Is anchoring bias real or has it been debunked? Anchoring is one of the most robust effects in behavioral economics, replicated across hundreds of studies and diverse domains. However, a 2025 study by Li and Weigel found that many published anchoring studies are underpowered, and the true effect sizes may be nine times smaller than originally reported. The direction of the effect is reliable. The dramatic magnitudes in popular accounts likely overstate the lab evidence.
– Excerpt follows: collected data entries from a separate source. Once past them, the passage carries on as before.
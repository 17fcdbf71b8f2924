//! Building blocks against their brute-force definitions.
//!
//! - segment tree range minimum vs scanning the subarray
//! - leftmost/rightmost bisection vs a linear scan
//! - heap pop order vs a stable sort

use fastcomplete::{leftmost_match, rightmost_match, PriorityQueue, SegmentTree};
use proptest::prelude::*;

proptest! {
    /// Property: range_query(i, j) is the minimum of values[i..j] for every i < j.
    #[test]
    fn prop_segment_tree_min_matches_brute_force(
        values in prop::collection::vec(-1000i32..1000, 1..64),
    ) {
        let tree = SegmentTree::new(&values, |a: i32, b: i32| a.min(b));
        for i in 0..values.len() {
            for j in i + 1..=values.len() {
                prop_assert_eq!(tree.range_query(i, j), values[i..j].iter().copied().min());
            }
        }
    }

    /// Property: point updates keep every range correct.
    #[test]
    fn prop_segment_tree_updates(
        values in prop::collection::vec(0u32..100, 1..40),
        updates in prop::collection::vec((any::<prop::sample::Index>(), 0u32..100), 0..20),
    ) {
        let mut values = values;
        let mut tree = SegmentTree::new(&values, |a: u32, b: u32| a.max(b));
        for (slot, value) in updates {
            let idx = slot.index(values.len());
            values[idx] = value;
            tree.update(idx, value);
        }
        prop_assert!(tree.is_consistent());
        for i in 0..values.len() {
            for j in i + 1..=values.len() {
                prop_assert_eq!(tree.range_query(i, j), values[i..j].iter().copied().max());
            }
        }
    }

    /// Property: bisection agrees with a linear scan on sorted input.
    #[test]
    fn prop_bisection_matches_linear_scan(
        mut values in prop::collection::vec(0u8..20, 0..50),
        target in 0u8..22,
    ) {
        values.sort_unstable();
        let cmp = |a: &u8, b: &u8| a.cmp(b);

        let leftmost = values.iter().position(|&v| v >= target).unwrap_or(values.len());
        let rightmost = values.iter().rposition(|&v| v <= target);
        prop_assert_eq!(leftmost_match(&values, &target, cmp), leftmost);
        prop_assert_eq!(rightmost_match(&values, &target, cmp), rightmost);
    }

    /// Property: the heap pops in the same order as a stable sort by (priority, id).
    #[test]
    fn prop_heap_matches_sort(items in prop::collection::vec((0u16..50, 0usize..1000), 0..100)) {
        let mut queue = PriorityQueue::new();
        for &(priority, id) in &items {
            queue.push(id, (priority, id));
        }
        let mut expected = items.clone();
        expected.sort_unstable();

        let mut popped = Vec::new();
        while let Some(id) = queue.pop() {
            popped.push(id);
        }
        prop_assert_eq!(popped, expected.into_iter().map(|(_, id)| id).collect::<Vec<_>>());
    }
}
// ============================================================================
// QUERIES
// ============================================================================

impl<I> CompletionIndex<I> {
    /// Sorted positions of the words starting with `prefix`.
    pub fn prefix_range(&self, prefix: &str) -> Range<usize> {
        self.store.prefix_bounds(prefix)
    }

    /// Number of words starting with `prefix`. O(log n).
    pub fn count_prefix(&self, prefix: &str) -> usize {
        self.prefix_range(prefix).len()
    }

    /// Every word starting with `prefix`, in code point order.
    ///
    /// The empty prefix returns the whole vocabulary.
    pub fn find_words(&self, prefix: &str) -> Vec<&str> {
        self.store.words_in(self.prefix_range(prefix)).collect()
    }

    /// Like [`find_words`](Self::find_words), paired with identifiers.
    pub fn find_words_with_ids(&self, prefix: &str) -> Result<Vec<(&str, &I)>> {
        let ids = self.ids.as_deref().ok_or(CompletionError::MissingIds)?;
        Ok(self
            .prefix_range(prefix)
            .filter_map(|i| Some((self.store.word_at(i)?, ids.get(i)?)))
            .collect())
    }

    /// The `k` best-ranked words starting with `prefix`, best first.
    ///
    /// Equal ranks come out in code point order. `k == 0` gives an empty
    /// result and `usize::MAX` gives every match.
    pub fn find_top_k_words(&self, prefix: &str, k: usize) -> Result<Vec<&str>> {
        Ok(self
            .top_k(prefix, k)?
            .into_iter()
            .filter_map(|i| self.store.word_at(i))
            .collect())
    }

    /// Like [`find_top_k_words`](Self::find_top_k_words), paired with identifiers.
    pub fn find_top_k_words_with_ids(&self, prefix: &str, k: usize) -> Result<Vec<(&str, &I)>> {
        if self.ranking.is_none() {
            return Err(CompletionError::MissingRanks);
        }
        let ids = self.ids.as_deref().ok_or(CompletionError::MissingIds)?;
        Ok(self
            .top_k(prefix, k)?
            .into_iter()
            .filter_map(|i| Some((self.store.word_at(i)?, ids.get(i)?)))
            .collect())
    }

    /// Every word starting with `prefix`, best rank first.
    pub fn find_all_ranked(&self, prefix: &str) -> Result<Vec<&str>> {
        self.find_top_k_words(prefix, usize::MAX)
    }

    fn top_k(&self, prefix: &str, k: usize) -> Result<Vec<usize>> {
        let tree = self.ranking.as_ref().ok_or(CompletionError::MissingRanks)?;
        let indices = top_k_indices(tree, self.prefix_range(prefix), k);
        if self.verified {
            verify::check_top_k_ordered(tree.combiner(), &indices);
        }
        Ok(indices)
    }
}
What happened when JCPenney removed price anchoring? In 2012, CEO Ron Johnson eliminated coupons, fake markups, and sales events in favor of "Fair and Square" everyday pricing. Annual sales fell $4.3 billion in one year, a 25 percent decline. The problem: removing the inflated "original price" removed the anchor that made the sale price feel like a deal. Customers didn't want fair prices. They wanted the neurochemical reward of a perceived bargain, which requires a higher reference point to compute.

Works Cited

  • Tversky, A., & Kahneman, D. (1974). "Judgment under Uncertainty: Heuristics and Biases." Science, 185(4157), 1124-1131.

  • Northcraft, G. B., & Neale, M. A. (1987). "Experts, Amateurs, and Real Estate: An Anchoring-and-Adjustment Perspective on Property Pricing Decisions." Organizational Behavior and Human Decision Processes, 39(1), 84-97.

  • Ariely, D., Loewenstein, G., & Prelec, D. (2003). "Coherent Arbitrariness: Stable Demand Curves Without Stable Preferences." Quarterly Journal of Economics, 118(1), 73-106.

  • Ariely, D. (2008). Predictably Irrational: The Hidden Forces That Shape Our Decisions. HarperCollins.

  • Poundstone, W. (2010). Priceless: The Myth of Fair Value (and How to Take Advantage of It). Hill & Wang.

  • Furnham, A., & Boo, H. C. (2011). "A Literature Review of the Anchoring Effect." Journal of Socio-Economics, 40(1), 35-42.

  • Li, Y., & Weigel, C. (2025). "Underpowered Studies and Exaggerated Effects: A Replication and Re-evaluation of the Magnitude of Anchoring Effects." Economic Inquiry, 63(2), 387-402.

  • Strack, F., & Mussweiler, T. (1997). "Explaining the Enigmatic Anchoring Effect: Mechanisms of Selective Accessibility." Journal of Personality and Social Psychology, 73(3), 437-446.

  • Li, J., Yin, X., Li, D., Liu, X., Wang, G., & Qu, L. (2017). "Controlling the Anchoring Effect through Transcranial Direct Current Stimulation (tDCS) to the Right Dorsolateral Prefrontal Cortex." Frontiers in Psychology, 8, 1079.